Start to finish, repeat the records exactly.

DATA TO PROCESS
►
//! Node-style module resolution against an explicit list of search roots.
//!
//! Follows the algorithm node uses for `require.resolve(specifier, { paths })`:
//! bare specifiers are looked up in the `node_modules` chain of every
//! search root, relative and absolute specifiers are resolved as a file
//! and then as a directory.

use path_clean::PathClean;
use std::path::{Component, Path, PathBuf};
use tracing::{debug, trace};

use crate::package::PackageJson;
use crate::util;
use crate::ResolveError;

const NODE_MODULES: &str = "node_modules";
static PACKAGE: &str = "package.json";

static DEFAULT_EXTENSIONS: &[&str] = &["js", "jsx", "ts", "tsx", "json", "node"];
static DEFAULT_MAIN_FIELDS: &[&str] = &["main"];

#[derive(Debug, Clone)]
pub struct NodeModulesResolverOptions {
    /// Extensions appended, in order, when the exact path is not a file.
    pub extensions: Vec<String>,
    /// package.json fields consulted, in order, for a package's entry point.
    pub main_fields: Vec<String>,
    /// If true, do not resolve symlinks in the returned path.
    pub preserve_symlinks: bool,
}

impl Default for NodeModulesResolverOptions {
    fn default() -> Self {
        Self {
            extensions: DEFAULT_EXTENSIONS.iter().map(|s| s.to_string()).collect(),
            main_fields: DEFAULT_MAIN_FIELDS.iter().map(|s| s.to_string()).collect(),
            preserve_symlinks: false,
        }
    }
}

/// The `node_modules` directories node would search from `from`.
///
/// Every ancestor of `from` that is not itself a `node_modules` directory
/// contributes `<ancestor>/node_modules`, nearest first.
pub fn node_module_paths(from: &Path) -> Vec<PathBuf> {
    from.ancestors()
        .filter(|ancestor| ancestor.file_name().map_or(true, |name| name != NODE_MODULES))
        .map(|ancestor| ancestor.join(NODE_MODULES))
        .collect()
}

#[derive(Debug, Clone, Default)]
pub struct NodeModulesResolver {
    options: NodeModulesResolverOptions,
}

impl NodeModulesResolver {
    pub fn new(options: NodeModulesResolverOptions) -> Self {
        Self { options }
    }

    pub fn options(&self) -> &NodeModulesResolverOptions {
        &self.options
    }

    fn wrap(&self, path: PathBuf) -> Result<PathBuf, ResolveError> {
        if self.options.preserve_symlinks {
            Ok(path.clean())
        } else {
            path.canonicalize().map_err(|e| ResolveError::io(path, e))
        }
    }

    /// Resolve a path as a file. If `path` refers to a file, it is returned;
    /// otherwise `path` + each extension is tried.
    pub fn resolve_as_file(&self, path: &Path) -> Option<PathBuf> {
        trace!("resolve_as_file({})", path.display());

        if path.is_file() {
            return Some(path.to_path_buf());
        }

        let name = path.file_name()?.to_string_lossy();
        let mut ext_path = path.to_path_buf();
        for ext in &self.options.extensions {
            ext_path.set_file_name(format!("{}.{}", name, ext));
            if ext_path.is_file() {
                return Some(ext_path);
            }
        }
        None
    }

    /// Resolve a path as a directory, using the entry fields of a
    /// package.json file if it exists, or the index.EXT file otherwise.
    pub fn resolve_as_directory(&self, path: &Path) -> Result<Option<PathBuf>, ResolveError> {
        trace!("resolve_as_directory({})", path.display());

        if !path.is_dir() {
            return Ok(None);
        }

        let pkg_path = path.join(PACKAGE);
        if pkg_path.is_file() {
            if let Some(main) = self.resolve_package_entry(path, &pkg_path)? {
                return Ok(Some(main));
            }
        }

        Ok(self.resolve_index(path))
    }

    fn resolve_index(&self, dir: &Path) -> Option<PathBuf> {
        self.options
            .extensions
            .iter()
            .map(|ext| dir.join(format!("index.{}", ext)))
            .find(|index_path| index_path.is_file())
    }

    /// Resolve the entry point named by the first present main field.
    fn resolve_package_entry(
        &self,
        pkg_dir: &Path,
        pkg_path: &Path,
    ) -> Result<Option<PathBuf>, ResolveError> {
        let pkg = PackageJson::read(pkg_path)?;

        let entry = self
            .options
            .main_fields
            .iter()
            .find_map(|field| pkg.entry_field(field));

        if let Some(entry) = entry {
            let entry_path = pkg_dir.join(entry).clean();
            debug!(
                "package {} entry {:?} -> {}",
                pkg.name.as_deref().unwrap_or("<unnamed>"),
                entry,
                entry_path.display()
            );
            if let Some(file) = self.resolve_as_file(&entry_path) {
                return Ok(Some(file));
            }
            if entry_path.is_dir() {
                return Ok(self.resolve_index(&entry_path));
            }
        }

        Ok(None)
    }

    fn resolve_file_or_directory(&self, path: &Path) -> Result<Option<PathBuf>, ResolveError> {
        match self.resolve_as_file(path) {
            Some(file) => Ok(Some(file)),
            None => self.resolve_as_directory(path),
        }
    }

    /// Resolve a bare package specifier by probing the `node_modules`
    /// chains of `search_paths`, in the order given.
    pub fn resolve_package(
        &self,
        specifier: &str,
        search_paths: &[PathBuf],
    ) -> Result<PathBuf, ResolveError> {
        let package_import = util::split_package_import(specifier);
        if let Some((package, subpath)) = &package_import {
            debug!("resolving package {package:?} subpath {subpath:?}");
        }

        let mut searched: Vec<PathBuf> = Vec::new();
        for root in search_paths {
            for nm_dir in node_module_paths(root) {
                if searched.contains(&nm_dir) {
                    continue;
                }
                searched.push(nm_dir.clone());

                let candidate = match &package_import {
                    Some((package, subpath)) => {
                        let package_dir = nm_dir.join(package);
                        // skip directories that do not contain the package at all
                        if !package_dir.exists() {
                            continue;
                        }
                        match subpath.strip_prefix("./") {
                            Some(inner) => package_dir.join(inner),
                            None => package_dir,
                        }
                    }
                    None => nm_dir.join(specifier),
                };

                trace!("probing node_modules directory: {}", nm_dir.display());
                if let Some(result) = self.resolve_file_or_directory(&candidate)? {
                    debug!("resolved {specifier:?} to {}", result.display());
                    return self.wrap(result);
                }
            }
        }

        Err(ResolveError::NotFound {
            specifier: specifier.to_string(),
            searched,
        })
    }

    /// Resolve a relative or absolute specifier against `base_dir`.
    pub fn resolve_path(&self, base_dir: &Path, specifier: &str) -> Result<PathBuf, ResolveError> {
        let target = abspath::join_abspath(base_dir, specifier)?;
        // `./dir/` must resolve as a directory, never as `dir.js`
        let is_dir_specifier = specifier.ends_with('/')
            || matches!(
                Path::new(specifier).components().next_back(),
                Some(Component::CurDir | Component::ParentDir)
            );

        let resolved = if is_dir_specifier {
            self.resolve_as_directory(&target)?
        } else {
            self.resolve_file_or_directory(&target)?
        };

        match resolved {
            Some(result) => {
                debug!("resolved {specifier:?} to {}", result.display());
                self.wrap(result)
            }
            None => Err(ResolveError::NotFound {
                specifier: specifier.to_string(),
                searched: vec![target],
            }),
        }
    }
}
◄
SOLUTION TO THIS EXERCISE
//! Node-style module resolution against an explicit list of search roots.
//!
//! Follows the algorithm node uses for `require.resolve(specifier, { paths })`:
//! bare specifiers are looked up in the `node_modules` chain of every
//! search root, relative and absolute specifiers are resolved as a file
//! and then as a directory.

use path_clean::PathClean;
use std::path::{Component, Path, PathBuf};
use tracing::{debug, trace};

use crate::package::PackageJson;
use crate::util;
use crate::ResolveError;

const NODE_MODULES: &str = "node_modules";
static PACKAGE: &str = "package.json";

static DEFAULT_EXTENSIONS: &[&str] = &["js", "jsx", "ts", "tsx", "json", "node"];
static DEFAULT_MAIN_FIELDS: &[&str] = &["main"];

#[derive(Debug, Clone)]
pub struct NodeModulesResolverOptions {
    /// Extensions appended, in order, when the exact path is not a file.
    pub extensions: Vec<String>,
    /// package.json fields consulted, in order, for a package's entry point.
    pub main_fields: Vec<String>,
    /// If true, do not resolve symlinks in the returned path.
    pub preserve_symlinks: bool,
}

impl Default for NodeModulesResolverOptions {
    fn default() -> Self {
        Self {
            extensions: DEFAULT_EXTENSIONS.iter().map(|s| s.to_string()).collect(),
            main_fields: DEFAULT_MAIN_FIELDS.iter().map(|s| s.to_string()).collect(),
            preserve_symlinks: false,
        }
    }
}

/// The `node_modules` directories node would search from `from`.
///
/// Every ancestor of `from` that is not itself a `node_modules` directory
/// contributes `<ancestor>/node_modules`, nearest first.
pub fn node_module_paths(from: &Path) -> Vec<PathBuf> {
    from.ancestors()
        .filter(|ancestor| ancestor.file_name().map_or(true, |name| name != NODE_MODULES))
        .map(|ancestor| ancestor.join(NODE_MODULES))
        .collect()
}

#[derive(Debug, Clone, Default)]
pub struct NodeModulesResolver {
    options: NodeModulesResolverOptions,
}

impl NodeModulesResolver {
    pub fn new(options: NodeModulesResolverOptions) -> Self {
        Self { options }
    }

    pub fn options(&self) -> &NodeModulesResolverOptions {
        &self.options
    }

    fn wrap(&self, path: PathBuf) -> Result<PathBuf, ResolveError> {
        if self.options.preserve_symlinks {
            Ok(path.clean())
        } else {
            path.canonicalize().map_err(|e| ResolveError::io(path, e))
        }
    }

    /// Resolve a path as a file. If `path` refers to a file, it is returned;
    /// otherwise `path` + each extension is tried.
    pub fn resolve_as_file(&self, path: &Path) -> Option<PathBuf> {
        trace!("resolve_as_file({})", path.display());

        if path.is_file() {
            return Some(path.to_path_buf());
        }

        let name = path.file_name()?.to_string_lossy();
        let mut ext_path = path.to_path_buf();
        for ext in &self.options.extensions {
            ext_path.set_file_name(format!("{}.{}", name, ext));
            if ext_path.is_file() {
                return Some(ext_path);
            }
        }
        None
    }

    /// Resolve a path as a directory, using the entry fields of a
    /// package.json file if it exists, or the index.EXT file otherwise.
    pub fn resolve_as_directory(&self, path: &Path) -> Result<Option<PathBuf>, ResolveError> {
        trace!("resolve_as_directory({})", path.display());

        if !path.is_dir() {
            return Ok(None);
        }

        let pkg_path = path.join(PACKAGE);
        if pkg_path.is_file() {
            if let Some(main) = self.resolve_package_entry(path, &pkg_path)? {
                return Ok(Some(main));
            }
        }

        Ok(self.resolve_index(path))
    }

    fn resolve_index(&self, dir: &Path) -> Option<PathBuf> {
        self.options
            .extensions
            .iter()
            .map(|ext| dir.join(format!("index.{}", ext)))
            .find(|index_path| index_path.is_file())
    }

    /// Resolve the entry point named by the first present main field.
    fn resolve_package_entry(
        &self,
        pkg_dir: &Path,
        pkg_path: &Path,
    ) -> Result<Option<PathBuf>, ResolveError> {
        let pkg = PackageJson::read(pkg_path)?;

        let entry = self
            .options
            .main_fields
            .iter()
            .find_map(|field| pkg.entry_field(field));

        if let Some(entry) = entry {
            let entry_path = pkg_dir.join(entry).clean();
            debug!(
                "package {} entry {:?} -> {}",
                pkg.name.as_deref().unwrap_or("<unnamed>"),
                entry,
                entry_path.display()
            );
            if let Some(file) = self.resolve_as_file(&entry_path) {
                return Ok(Some(file));
            }
            if entry_path.is_dir() {
                return Ok(self.resolve_index(&entry_path));
            }
        }

        Ok(None)
    }

    fn resolve_file_or_directory(&self, path: &Path) -> Result<Option<PathBuf>, ResolveError> {
        match self.resolve_as_file(path) {
            Some(file) => Ok(Some(file)),
            None => self.resolve_as_directory(path),
        }
    }

    /// Resolve a bare package specifier by probing the `node_modules`
    /// chains of `search_paths`, in the order given.
    pub fn resolve_package(
        &self,
        specifier: &str,
        search_paths: &[PathBuf],
    ) -> Result<PathBuf, ResolveError> {
        let package_import = util::split_package_import(specifier);
        if let Some((package, subpath)) = &package_import {
            debug!("resolving package {package:?} subpath {subpath:?}");
        }

        let mut searched: Vec<PathBuf> = Vec::new();
        for root in search_paths {
            for nm_dir in node_module_paths(root) {
                if searched.contains(&nm_dir) {
                    continue;
                }
                searched.push(nm_dir.clone());

                let candidate = match &package_import {
                    Some((package, subpath)) => {
                        let package_dir = nm_dir.join(package);
                        // skip directories that do not contain the package at all
                        if !package_dir.exists() {
                            continue;
                        }
                        match subpath.strip_prefix("./") {
                            Some(inner) => package_dir.join(inner),
                            None => package_dir,
                        }
                    }
                    None => nm_dir.join(specifier),
                };

                trace!("probing node_modules directory: {}", nm_dir.display());
                if let Some(result) = self.resolve_file_or_directory(&candidate)? {
                    debug!("resolved {specifier:?} to {}", result.display());
                    return self.wrap(result);
                }
            }
        }

        Err(ResolveError::NotFound {
            specifier: specifier.to_string(),
            searched,
        })
    }

    /// Resolve a relative or absolute specifier against `base_dir`.
    pub fn resolve_path(&self, base_dir: &Path, specifier: &str) -> Result<PathBuf, ResolveError> {
        let target = abspath::join_abspath(base_dir, specifier)?;
        // `./dir/` must resolve as a directory, never as `dir.js`
        let is_dir_specifier = specifier.ends_with('/')
            || matches!(
                Path::new(specifier).components().next_back(),
                Some(Component::CurDir | Component::ParentDir)
            );

        let resolved = if is_dir_specifier {
            self.resolve_as_directory(&target)?
        } else {
            self.resolve_file_or_directory(&target)?
        };

        match resolved {
            Some(result) => {
                debug!("resolved {specifier:?} to {}", result.display());
                self.wrap(result)
            }
            None => Err(ResolveError::NotFound {
                specifier: specifier.to_string(),
                searched: vec![target],
            }),
        }
    }
}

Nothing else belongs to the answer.